### Try it
Print the data below exactly, but only the lines from the one containing "filename content/src/lib.rs" down to the one containing "mod projects;", inclusive.

Records from a data collection
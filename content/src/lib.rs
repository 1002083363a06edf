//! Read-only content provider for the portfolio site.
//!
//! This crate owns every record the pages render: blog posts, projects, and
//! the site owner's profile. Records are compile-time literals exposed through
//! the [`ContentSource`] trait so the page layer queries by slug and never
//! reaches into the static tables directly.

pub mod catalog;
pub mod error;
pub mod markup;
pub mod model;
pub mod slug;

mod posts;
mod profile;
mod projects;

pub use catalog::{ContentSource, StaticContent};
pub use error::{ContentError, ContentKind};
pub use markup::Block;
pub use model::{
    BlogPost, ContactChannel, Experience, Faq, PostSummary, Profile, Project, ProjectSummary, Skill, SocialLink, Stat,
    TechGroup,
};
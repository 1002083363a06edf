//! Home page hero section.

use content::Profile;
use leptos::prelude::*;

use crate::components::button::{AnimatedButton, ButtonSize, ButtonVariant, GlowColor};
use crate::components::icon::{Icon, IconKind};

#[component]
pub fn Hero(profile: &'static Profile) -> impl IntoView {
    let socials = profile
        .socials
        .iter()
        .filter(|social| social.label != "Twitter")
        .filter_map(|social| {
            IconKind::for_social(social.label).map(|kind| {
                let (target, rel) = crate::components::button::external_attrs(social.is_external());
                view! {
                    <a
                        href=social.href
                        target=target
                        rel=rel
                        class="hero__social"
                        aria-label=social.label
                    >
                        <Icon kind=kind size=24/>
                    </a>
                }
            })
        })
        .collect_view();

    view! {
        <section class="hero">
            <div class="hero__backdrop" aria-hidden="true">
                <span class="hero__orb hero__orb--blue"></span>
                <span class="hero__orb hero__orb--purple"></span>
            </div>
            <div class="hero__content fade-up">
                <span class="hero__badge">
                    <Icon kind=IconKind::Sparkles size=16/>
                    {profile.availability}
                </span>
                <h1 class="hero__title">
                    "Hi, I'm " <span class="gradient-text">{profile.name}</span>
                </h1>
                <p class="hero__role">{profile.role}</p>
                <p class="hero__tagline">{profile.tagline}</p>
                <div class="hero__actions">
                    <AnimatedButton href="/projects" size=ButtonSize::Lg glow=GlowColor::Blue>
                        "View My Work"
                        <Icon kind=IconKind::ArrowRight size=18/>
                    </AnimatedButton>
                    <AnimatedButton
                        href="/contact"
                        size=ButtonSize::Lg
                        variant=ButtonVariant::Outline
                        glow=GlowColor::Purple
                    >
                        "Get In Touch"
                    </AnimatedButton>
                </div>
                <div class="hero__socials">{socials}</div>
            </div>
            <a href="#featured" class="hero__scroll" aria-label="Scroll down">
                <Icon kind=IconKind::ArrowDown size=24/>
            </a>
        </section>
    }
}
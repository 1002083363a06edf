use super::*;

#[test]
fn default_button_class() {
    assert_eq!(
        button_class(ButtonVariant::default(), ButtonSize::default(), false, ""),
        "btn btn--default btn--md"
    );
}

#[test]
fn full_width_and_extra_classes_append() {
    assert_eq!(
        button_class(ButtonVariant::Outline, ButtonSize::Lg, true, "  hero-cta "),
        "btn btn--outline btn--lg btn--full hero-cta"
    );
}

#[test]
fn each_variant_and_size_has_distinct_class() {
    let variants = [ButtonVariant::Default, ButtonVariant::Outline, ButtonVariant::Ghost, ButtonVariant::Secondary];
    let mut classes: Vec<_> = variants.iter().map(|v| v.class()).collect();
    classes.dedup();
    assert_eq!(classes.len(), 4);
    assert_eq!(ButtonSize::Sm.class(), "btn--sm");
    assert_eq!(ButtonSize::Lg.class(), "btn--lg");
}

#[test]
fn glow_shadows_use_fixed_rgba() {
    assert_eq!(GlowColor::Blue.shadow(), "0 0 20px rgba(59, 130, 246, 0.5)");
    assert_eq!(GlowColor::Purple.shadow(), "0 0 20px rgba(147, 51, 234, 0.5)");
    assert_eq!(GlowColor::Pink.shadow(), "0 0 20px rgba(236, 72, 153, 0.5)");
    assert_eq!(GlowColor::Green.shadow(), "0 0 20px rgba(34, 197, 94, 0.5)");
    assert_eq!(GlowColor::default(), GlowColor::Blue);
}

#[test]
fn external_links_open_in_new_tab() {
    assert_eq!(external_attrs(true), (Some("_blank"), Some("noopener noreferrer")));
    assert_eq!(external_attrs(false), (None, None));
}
---
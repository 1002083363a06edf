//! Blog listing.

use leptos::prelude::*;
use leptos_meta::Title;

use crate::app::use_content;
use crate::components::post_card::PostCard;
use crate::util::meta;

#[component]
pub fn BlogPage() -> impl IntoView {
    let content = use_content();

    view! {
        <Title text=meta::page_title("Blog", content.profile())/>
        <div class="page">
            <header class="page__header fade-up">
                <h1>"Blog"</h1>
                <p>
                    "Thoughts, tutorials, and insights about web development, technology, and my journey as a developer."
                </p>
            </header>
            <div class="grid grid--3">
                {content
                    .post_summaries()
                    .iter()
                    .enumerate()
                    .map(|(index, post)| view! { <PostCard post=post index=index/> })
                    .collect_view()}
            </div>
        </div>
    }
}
* * *
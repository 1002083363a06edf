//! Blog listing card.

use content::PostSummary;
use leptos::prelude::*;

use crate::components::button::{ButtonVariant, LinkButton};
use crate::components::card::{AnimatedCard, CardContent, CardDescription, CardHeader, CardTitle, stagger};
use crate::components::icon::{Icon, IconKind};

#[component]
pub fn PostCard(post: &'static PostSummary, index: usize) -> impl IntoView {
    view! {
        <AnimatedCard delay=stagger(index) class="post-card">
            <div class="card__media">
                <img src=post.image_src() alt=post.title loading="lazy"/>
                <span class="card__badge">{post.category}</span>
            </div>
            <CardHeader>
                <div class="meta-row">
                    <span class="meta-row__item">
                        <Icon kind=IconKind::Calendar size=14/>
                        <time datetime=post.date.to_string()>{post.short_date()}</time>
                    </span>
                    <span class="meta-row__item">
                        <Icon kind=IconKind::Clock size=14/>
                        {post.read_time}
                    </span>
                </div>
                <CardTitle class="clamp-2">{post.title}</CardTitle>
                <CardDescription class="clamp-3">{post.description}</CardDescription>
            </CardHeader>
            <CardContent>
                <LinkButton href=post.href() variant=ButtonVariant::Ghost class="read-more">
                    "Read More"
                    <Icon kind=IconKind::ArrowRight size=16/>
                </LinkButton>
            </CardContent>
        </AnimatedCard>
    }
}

### Solution to this exercise
filename content/src/lib.rs
repository 1002083363a06edf
//! Read-only content provider for the portfolio site.
//!
//! This crate owns every record the pages render: blog posts, projects, and
//! the site owner's profile. Records are compile-time literals exposed through
//! the [`ContentSource`] trait so the page layer queries by slug and never
//! reaches into the static tables directly.

pub mod catalog;
pub mod error;
pub mod markup;
pub mod model;
pub mod slug;

mod posts;
mod profile;
mod projects;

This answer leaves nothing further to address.